Records shown:
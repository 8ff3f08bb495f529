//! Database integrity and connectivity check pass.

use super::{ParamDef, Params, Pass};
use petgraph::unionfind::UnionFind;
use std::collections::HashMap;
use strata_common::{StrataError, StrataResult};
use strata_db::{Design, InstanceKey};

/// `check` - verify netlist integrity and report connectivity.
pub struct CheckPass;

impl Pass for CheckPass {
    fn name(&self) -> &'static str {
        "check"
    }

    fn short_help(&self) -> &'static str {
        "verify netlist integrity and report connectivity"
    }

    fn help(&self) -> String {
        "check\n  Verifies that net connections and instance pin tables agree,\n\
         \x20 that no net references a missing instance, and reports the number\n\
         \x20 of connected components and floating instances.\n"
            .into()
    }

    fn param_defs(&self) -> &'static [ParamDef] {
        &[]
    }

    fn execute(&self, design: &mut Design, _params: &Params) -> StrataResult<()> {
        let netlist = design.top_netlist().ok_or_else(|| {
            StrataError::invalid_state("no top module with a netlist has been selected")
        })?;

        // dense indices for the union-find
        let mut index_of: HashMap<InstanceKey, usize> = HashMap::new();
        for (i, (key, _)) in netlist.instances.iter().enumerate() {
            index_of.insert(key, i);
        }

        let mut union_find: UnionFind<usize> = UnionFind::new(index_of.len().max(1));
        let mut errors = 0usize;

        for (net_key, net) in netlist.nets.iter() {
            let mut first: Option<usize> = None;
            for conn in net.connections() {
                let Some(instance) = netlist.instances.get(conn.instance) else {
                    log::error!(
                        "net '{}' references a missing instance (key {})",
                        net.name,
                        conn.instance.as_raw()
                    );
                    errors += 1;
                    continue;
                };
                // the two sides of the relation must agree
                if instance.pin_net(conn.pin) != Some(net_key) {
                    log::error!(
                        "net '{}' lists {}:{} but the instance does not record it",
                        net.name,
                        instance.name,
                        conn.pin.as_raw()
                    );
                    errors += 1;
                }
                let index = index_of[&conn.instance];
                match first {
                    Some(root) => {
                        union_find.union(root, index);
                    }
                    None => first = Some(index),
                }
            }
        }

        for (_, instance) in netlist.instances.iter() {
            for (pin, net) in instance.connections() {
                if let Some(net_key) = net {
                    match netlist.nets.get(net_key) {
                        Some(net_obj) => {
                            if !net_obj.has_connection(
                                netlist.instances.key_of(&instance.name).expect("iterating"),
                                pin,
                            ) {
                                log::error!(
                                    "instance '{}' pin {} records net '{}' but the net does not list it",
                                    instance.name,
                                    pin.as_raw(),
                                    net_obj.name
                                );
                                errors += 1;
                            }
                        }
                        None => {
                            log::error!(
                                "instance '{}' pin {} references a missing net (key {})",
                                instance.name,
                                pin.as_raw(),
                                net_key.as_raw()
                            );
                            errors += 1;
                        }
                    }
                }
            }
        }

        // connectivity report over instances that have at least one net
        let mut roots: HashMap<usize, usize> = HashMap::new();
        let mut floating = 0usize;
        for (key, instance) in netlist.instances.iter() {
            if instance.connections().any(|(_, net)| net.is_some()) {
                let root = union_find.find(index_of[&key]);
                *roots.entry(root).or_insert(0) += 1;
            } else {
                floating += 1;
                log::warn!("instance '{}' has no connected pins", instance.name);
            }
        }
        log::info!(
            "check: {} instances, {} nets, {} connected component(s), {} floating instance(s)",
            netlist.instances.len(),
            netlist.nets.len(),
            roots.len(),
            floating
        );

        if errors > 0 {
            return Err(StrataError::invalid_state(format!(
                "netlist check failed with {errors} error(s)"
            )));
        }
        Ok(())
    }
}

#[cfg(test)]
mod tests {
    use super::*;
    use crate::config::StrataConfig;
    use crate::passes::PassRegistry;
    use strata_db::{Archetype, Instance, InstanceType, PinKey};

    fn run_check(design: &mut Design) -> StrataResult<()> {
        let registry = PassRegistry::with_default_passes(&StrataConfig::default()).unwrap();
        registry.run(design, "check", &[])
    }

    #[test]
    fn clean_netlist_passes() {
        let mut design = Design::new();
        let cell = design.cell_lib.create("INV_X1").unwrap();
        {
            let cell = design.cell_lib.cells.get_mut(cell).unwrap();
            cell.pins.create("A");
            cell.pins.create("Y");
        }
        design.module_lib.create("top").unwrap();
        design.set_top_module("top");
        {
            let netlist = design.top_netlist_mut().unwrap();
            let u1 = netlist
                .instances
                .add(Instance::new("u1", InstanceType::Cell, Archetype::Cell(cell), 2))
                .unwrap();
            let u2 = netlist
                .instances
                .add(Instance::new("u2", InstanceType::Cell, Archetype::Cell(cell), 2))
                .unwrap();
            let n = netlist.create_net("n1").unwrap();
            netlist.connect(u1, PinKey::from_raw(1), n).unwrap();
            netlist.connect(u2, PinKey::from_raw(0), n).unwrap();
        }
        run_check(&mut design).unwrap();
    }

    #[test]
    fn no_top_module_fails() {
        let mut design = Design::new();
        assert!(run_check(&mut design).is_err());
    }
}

---

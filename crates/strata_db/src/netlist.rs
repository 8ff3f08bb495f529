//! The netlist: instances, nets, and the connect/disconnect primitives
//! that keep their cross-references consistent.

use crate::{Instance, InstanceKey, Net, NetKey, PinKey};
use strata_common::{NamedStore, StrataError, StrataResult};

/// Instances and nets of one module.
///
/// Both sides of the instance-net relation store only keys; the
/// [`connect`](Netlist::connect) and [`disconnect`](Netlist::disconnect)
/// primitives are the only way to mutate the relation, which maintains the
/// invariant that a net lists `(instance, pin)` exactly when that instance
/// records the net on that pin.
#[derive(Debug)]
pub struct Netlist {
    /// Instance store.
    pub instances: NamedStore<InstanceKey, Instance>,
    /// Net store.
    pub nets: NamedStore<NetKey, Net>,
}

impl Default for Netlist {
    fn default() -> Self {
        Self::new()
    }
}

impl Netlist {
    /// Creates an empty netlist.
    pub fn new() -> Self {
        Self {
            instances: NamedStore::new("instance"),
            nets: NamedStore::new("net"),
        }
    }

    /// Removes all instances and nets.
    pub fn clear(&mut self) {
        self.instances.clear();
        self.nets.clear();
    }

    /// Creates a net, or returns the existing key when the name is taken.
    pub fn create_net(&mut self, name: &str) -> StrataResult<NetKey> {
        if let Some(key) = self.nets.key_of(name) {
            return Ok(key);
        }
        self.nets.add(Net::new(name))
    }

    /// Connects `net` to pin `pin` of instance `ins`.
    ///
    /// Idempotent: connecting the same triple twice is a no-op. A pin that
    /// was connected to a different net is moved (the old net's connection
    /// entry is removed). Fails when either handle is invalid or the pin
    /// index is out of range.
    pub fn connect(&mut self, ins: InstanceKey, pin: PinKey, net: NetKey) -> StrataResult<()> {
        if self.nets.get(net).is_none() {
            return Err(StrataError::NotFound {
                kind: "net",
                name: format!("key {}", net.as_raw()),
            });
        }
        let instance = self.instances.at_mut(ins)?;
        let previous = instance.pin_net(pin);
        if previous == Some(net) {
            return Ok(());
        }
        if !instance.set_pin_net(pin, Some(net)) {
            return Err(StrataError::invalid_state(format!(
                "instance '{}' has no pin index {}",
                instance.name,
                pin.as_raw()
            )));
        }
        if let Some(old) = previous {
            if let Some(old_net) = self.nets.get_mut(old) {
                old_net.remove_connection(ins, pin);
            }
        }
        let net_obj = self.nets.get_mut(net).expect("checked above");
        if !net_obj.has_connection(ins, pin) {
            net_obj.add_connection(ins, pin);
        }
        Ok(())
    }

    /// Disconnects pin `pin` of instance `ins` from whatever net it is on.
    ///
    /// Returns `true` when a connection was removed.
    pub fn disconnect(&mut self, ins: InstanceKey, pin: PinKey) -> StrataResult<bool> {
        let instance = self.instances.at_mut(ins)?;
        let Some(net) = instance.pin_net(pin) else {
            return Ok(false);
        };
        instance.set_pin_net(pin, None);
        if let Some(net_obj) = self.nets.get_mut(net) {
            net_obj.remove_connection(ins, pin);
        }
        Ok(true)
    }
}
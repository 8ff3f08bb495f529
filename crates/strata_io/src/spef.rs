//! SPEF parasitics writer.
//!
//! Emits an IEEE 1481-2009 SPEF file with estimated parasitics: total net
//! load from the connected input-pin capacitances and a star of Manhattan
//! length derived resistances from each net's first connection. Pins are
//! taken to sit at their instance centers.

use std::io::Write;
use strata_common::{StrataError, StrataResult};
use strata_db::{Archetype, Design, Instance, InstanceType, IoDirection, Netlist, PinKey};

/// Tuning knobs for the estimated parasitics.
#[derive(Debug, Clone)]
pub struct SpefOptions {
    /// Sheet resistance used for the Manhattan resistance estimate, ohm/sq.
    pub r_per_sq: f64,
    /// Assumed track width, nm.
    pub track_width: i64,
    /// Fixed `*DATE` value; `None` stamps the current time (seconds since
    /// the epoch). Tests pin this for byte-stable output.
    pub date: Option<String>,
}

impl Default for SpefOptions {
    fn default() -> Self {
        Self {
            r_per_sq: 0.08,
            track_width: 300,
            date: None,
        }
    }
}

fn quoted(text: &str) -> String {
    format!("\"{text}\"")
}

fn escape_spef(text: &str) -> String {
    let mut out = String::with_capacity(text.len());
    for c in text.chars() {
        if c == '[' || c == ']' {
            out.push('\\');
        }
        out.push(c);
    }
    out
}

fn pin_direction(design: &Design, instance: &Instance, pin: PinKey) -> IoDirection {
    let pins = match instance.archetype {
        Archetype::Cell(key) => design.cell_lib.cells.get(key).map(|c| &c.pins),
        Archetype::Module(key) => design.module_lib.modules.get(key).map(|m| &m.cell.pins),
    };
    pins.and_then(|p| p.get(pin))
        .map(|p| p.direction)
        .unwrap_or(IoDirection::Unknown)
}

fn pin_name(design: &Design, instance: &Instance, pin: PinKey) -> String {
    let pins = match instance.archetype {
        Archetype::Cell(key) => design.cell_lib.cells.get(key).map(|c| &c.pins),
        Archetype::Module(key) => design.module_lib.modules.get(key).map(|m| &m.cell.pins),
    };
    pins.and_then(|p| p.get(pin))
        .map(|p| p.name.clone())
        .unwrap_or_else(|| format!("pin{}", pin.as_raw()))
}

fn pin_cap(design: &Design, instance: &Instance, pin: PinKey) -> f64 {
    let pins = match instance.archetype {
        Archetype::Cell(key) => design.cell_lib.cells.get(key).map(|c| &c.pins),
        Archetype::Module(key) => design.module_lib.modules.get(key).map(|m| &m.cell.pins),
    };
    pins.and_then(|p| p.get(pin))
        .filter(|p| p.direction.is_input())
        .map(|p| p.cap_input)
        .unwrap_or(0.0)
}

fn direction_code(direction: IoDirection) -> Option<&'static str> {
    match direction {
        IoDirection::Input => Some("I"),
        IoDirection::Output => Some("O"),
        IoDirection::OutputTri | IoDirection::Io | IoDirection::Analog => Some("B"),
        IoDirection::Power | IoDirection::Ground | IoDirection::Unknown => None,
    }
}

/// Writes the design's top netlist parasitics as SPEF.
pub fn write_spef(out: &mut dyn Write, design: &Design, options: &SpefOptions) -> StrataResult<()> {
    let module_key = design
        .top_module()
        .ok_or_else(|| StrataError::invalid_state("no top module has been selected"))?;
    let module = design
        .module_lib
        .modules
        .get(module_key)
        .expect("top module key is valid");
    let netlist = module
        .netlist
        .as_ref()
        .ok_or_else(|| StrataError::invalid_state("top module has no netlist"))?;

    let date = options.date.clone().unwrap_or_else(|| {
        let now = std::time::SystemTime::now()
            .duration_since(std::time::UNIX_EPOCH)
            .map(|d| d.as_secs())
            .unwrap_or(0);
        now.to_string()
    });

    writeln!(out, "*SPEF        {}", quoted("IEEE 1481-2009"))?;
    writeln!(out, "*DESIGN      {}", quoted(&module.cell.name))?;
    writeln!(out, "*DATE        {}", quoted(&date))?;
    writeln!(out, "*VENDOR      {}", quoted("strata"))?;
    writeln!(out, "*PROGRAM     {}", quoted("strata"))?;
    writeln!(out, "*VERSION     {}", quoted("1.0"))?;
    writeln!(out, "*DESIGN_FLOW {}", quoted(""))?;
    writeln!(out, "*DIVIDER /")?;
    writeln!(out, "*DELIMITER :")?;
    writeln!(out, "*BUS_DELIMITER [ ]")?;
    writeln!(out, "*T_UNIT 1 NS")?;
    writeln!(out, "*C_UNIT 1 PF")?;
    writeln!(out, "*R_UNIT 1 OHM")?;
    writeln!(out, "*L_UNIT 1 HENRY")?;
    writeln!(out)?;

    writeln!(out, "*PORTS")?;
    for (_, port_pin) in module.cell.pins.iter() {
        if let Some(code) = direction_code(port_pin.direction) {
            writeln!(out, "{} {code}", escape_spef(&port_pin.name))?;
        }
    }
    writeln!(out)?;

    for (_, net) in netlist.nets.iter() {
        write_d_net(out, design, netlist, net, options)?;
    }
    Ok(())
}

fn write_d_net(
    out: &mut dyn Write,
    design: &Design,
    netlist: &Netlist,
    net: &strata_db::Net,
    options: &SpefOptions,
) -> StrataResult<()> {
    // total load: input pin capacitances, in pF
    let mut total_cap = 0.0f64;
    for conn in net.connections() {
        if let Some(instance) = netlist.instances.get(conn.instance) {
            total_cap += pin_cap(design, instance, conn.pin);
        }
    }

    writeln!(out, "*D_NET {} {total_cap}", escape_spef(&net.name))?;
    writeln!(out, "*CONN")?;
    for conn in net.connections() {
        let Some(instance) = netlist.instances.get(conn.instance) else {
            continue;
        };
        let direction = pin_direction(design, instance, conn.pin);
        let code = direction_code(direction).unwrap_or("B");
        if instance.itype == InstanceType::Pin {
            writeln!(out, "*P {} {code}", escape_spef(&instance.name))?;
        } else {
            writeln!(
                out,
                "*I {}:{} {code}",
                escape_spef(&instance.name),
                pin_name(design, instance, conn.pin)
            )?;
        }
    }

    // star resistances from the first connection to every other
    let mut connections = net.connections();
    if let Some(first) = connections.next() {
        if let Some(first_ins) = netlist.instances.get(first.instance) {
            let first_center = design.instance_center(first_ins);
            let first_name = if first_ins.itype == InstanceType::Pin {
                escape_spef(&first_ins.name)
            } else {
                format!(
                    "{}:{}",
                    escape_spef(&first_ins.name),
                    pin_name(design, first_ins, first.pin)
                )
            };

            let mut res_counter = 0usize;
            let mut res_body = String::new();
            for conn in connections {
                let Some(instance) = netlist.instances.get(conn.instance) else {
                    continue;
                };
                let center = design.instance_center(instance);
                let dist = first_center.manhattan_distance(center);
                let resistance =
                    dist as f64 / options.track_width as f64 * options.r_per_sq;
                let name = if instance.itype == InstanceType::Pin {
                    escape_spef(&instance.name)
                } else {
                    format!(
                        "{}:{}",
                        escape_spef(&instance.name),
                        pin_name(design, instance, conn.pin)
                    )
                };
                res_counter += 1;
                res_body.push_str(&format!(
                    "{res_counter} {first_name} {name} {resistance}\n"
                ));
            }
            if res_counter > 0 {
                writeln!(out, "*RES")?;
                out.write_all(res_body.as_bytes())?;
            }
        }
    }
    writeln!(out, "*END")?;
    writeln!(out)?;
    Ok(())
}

==

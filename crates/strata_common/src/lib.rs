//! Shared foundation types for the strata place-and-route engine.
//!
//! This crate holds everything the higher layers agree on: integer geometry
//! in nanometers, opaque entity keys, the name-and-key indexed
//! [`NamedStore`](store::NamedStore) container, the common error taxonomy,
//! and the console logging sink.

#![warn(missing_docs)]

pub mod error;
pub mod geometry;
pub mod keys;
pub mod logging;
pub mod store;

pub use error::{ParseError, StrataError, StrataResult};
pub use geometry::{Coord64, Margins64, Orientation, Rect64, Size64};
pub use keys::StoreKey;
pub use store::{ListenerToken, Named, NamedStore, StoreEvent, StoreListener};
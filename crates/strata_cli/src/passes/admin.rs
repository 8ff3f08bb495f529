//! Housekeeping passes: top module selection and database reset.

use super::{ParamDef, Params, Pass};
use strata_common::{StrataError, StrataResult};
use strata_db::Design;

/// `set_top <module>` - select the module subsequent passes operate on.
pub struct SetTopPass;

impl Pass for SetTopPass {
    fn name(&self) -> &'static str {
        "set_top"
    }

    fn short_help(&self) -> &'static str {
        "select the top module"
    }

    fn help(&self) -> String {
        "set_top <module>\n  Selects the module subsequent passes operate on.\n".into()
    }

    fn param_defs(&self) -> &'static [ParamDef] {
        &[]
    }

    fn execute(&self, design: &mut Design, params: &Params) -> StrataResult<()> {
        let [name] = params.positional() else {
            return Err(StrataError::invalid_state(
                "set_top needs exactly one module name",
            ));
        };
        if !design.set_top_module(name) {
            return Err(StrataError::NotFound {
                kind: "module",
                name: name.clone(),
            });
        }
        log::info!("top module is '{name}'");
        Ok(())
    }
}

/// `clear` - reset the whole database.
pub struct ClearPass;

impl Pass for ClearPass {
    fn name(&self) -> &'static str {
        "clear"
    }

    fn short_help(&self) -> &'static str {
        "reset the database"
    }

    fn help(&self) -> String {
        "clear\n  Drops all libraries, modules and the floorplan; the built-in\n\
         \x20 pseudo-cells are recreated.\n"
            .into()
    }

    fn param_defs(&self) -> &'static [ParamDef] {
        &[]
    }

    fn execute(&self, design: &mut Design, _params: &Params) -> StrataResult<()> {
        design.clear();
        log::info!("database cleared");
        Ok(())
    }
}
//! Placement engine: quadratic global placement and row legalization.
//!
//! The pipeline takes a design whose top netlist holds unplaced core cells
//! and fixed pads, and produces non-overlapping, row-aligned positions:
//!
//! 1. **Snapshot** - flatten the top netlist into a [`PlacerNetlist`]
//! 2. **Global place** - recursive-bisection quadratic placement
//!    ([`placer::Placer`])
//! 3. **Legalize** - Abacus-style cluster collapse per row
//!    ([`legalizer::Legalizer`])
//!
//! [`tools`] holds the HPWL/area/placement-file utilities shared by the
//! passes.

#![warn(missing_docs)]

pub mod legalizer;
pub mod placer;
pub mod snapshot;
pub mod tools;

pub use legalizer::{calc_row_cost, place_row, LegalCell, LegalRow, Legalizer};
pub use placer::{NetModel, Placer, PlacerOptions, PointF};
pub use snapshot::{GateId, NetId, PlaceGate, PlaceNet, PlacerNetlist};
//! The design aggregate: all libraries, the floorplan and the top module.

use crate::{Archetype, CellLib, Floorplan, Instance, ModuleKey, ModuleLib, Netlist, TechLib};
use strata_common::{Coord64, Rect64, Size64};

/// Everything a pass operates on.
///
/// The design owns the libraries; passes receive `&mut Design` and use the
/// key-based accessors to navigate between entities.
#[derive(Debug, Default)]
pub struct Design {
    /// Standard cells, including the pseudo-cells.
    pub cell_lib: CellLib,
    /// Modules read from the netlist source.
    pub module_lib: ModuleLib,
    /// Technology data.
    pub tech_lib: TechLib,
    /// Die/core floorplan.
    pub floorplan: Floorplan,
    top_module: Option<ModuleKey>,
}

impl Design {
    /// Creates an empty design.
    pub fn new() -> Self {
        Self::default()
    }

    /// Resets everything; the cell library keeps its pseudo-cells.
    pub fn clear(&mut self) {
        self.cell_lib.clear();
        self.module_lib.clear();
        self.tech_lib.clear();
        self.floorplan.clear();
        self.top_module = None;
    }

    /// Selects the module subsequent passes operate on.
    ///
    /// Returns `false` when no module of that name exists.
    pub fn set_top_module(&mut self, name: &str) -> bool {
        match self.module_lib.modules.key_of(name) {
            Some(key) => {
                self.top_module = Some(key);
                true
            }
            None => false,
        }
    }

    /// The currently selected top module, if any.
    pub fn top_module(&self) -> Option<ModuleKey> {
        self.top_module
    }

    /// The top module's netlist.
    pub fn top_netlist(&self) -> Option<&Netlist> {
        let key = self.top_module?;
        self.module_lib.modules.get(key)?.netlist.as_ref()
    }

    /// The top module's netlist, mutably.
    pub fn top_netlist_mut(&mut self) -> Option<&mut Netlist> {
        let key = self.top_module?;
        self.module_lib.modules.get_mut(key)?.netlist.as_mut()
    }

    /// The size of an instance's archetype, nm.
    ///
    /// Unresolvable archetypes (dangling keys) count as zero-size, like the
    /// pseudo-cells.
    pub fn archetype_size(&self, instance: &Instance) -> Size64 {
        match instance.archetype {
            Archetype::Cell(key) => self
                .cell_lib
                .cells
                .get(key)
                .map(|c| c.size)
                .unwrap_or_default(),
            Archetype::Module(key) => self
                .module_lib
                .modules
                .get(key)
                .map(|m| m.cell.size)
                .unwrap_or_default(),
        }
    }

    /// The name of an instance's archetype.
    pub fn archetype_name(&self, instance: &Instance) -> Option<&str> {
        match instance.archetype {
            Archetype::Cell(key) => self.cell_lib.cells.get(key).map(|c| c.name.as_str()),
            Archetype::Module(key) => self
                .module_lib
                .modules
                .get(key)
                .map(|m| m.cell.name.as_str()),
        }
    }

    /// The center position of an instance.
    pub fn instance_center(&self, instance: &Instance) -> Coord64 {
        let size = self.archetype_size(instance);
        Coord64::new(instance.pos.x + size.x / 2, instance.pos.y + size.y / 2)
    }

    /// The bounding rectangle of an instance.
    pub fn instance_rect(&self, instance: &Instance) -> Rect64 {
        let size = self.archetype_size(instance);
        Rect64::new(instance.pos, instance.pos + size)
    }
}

Task prompt:
Each line above that carries the string "empty" has to be returned.

Solution below:
    /// Creates an empty netlist.
    /// Creates an empty design.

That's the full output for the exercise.